WORK INSTRUCTIONS – Lines from the listing that hold the string "before" are what you should return.

Start of THE RECORDS

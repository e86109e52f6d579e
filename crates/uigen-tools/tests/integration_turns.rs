//! Integration tests for agent turns over the tool protocol.

use async_trait::async_trait;
use serde_json::json;
use std::time::Duration;
use tokio_util::sync::CancellationToken;
use uigen_core::AgentConfig;
use uigen_tools::{
    ScriptedSource, StepBudget, ToolCall, ToolCallSource, ToolResult, TurnRunner, execute,
};
use uigen_vfs::{FileSystem, FilesBuilder};

/// Source that yields a few calls and then waits forever, like a model
/// that stalls mid-turn.
struct StallingSource {
    calls: Vec<ToolCall>,
    seen_results: Vec<bool>,
}

#[async_trait]
impl ToolCallSource for StallingSource {
    async fn next_call(&mut self, last: Option<&ToolResult>) -> Option<ToolCall> {
        if let Some(result) = last {
            self.seen_results.push(result.ok);
        }
        if self.calls.is_empty() {
            std::future::pending::<()>().await;
        }
        Some(self.calls.remove(0))
    }
}

/// Source that keeps fixing its own mistakes based on results, like an agent
/// retrying with corrected arguments.
struct RetryingSource {
    attempts: usize,
}

#[async_trait]
impl ToolCallSource for RetryingSource {
    async fn next_call(&mut self, last: Option<&ToolResult>) -> Option<ToolCall> {
        self.attempts += 1;
        match (self.attempts, last) {
            (1, _) => Some(ToolCall::editor(
                json!({"command": "str_replace", "path": "/App.jsx", "old_str": "Hello"}),
            )),
            (2, Some(result)) if !result.ok => Some(ToolCall::editor(json!({
                "command": "str_replace",
                "path": "/App.jsx",
                "old_str": "<h1>Hello</h1>",
                "new_str": "<h1>Hi</h1>"
            }))),
            _ => None,
        }
    }
}

fn app() -> FileSystem {
    FilesBuilder::new()
        .add_file(
            "/App.jsx",
            "export default function App() {\n  return <div><h1>Hello</h1><p>Hello again</p></div>;\n}\n",
        )
        .build()
        .unwrap()
}

#[test]
fn test_ambiguous_match_leaves_content_unchanged() {
    let mut fs = app();
    let before = fs.serialize().unwrap();

    let result = execute(
        &mut fs,
        &ToolCall::editor(json!({"command": "str_replace", "path": "/App.jsx", "old_str": "Hello", "new_str": "Bye"})),
    );

    assert!(!result.ok);
    assert!(result.error.unwrap().starts_with("AmbiguousMatch"));
    assert_eq!(fs.serialize().unwrap(), before);
}

#[tokio::test]
async fn test_agent_retries_after_failed_result() {
    let mut fs = app();
    let mut source = RetryingSource { attempts: 0 };
    let outcome = TurnRunner::new(StepBudget::new(10))
        .run(&mut source, &mut fs)
        .await;

    assert!(outcome.is_completed());
    assert_eq!(outcome.steps(), 2);
    assert_eq!(outcome.failures(), 1);
    assert!(fs.read_file("/App.jsx").unwrap().contains("<h1>Hi</h1>"));
}

#[tokio::test]
async fn test_step_ceiling_keeps_completed_mutations() {
    let mut fs = FileSystem::new();
    let config = AgentConfig::default();
    let calls = (0..10).map(|i| {
        ToolCall::editor(json!({
            "command": "create",
            "path": format!("/components/C{i}.jsx"),
            "content": format!("export default () => <p>{i}</p>;")
        }))
    });
    let mut source = ScriptedSource::new(calls);

    let outcome = TurnRunner::new(StepBudget::from_config(&config, true))
        .run(&mut source, &mut fs)
        .await;

    assert!(outcome.is_step_limited());
    assert_eq!(outcome.steps(), 4);
    assert_eq!(source.remaining(), 6);
    assert_eq!(fs.file_count(), 4);
    assert!(fs.is_file("/components/C3.jsx"));
    assert!(!fs.exists("/components/C4.jsx"));
}

#[tokio::test]
async fn test_cancellation_ends_stalled_turn_and_keeps_effects() {
    let mut fs = FileSystem::new();
    let token = CancellationToken::new();
    let runner = TurnRunner::new(StepBudget::new(40)).with_cancellation(token.clone());
    let mut source = StallingSource {
        calls: vec![
            ToolCall::editor(json!({"command": "create", "path": "/App.jsx", "content": "v1"})),
            ToolCall::editor(json!({"command": "create", "path": "/App.jsx", "content": "v2"})),
        ],
        seen_results: Vec::new(),
    };

    let canceller = tokio::spawn(async move {
        tokio::time::sleep(Duration::from_millis(50)).await;
        token.cancel();
    });

    let outcome = tokio::time::timeout(Duration::from_secs(5), runner.run(&mut source, &mut fs))
        .await
        .expect("cancellation must end the turn");
    canceller.await.unwrap();

    assert!(outcome.is_cancelled());
    assert_eq!(outcome.steps(), 2);
    assert_eq!(source.seen_results, vec![true, false]);
    assert_eq!(fs.read_file("/App.jsx").unwrap(), "v1");
}

#[tokio::test]
async fn test_calls_are_sequential_results_feed_back() {
    let mut fs = FileSystem::new();
    let mut source = StallingSource {
        calls: vec![ToolCall::manager(json!({"command": "delete", "path": "/ghost"}))],
        seen_results: Vec::new(),
    };
    let runner = TurnRunner::new(StepBudget::new(1));
    let outcome = runner.run(&mut source, &mut fs).await;

    assert!(outcome.is_step_limited());
    assert_eq!(outcome.failures(), 1);
    assert!(source.seen_results.is_empty());
}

End of THE RECORDS

ANSWER FOR THE TASK –
    let before = fs.serialize().unwrap();
    assert_eq!(fs.serialize().unwrap(), before);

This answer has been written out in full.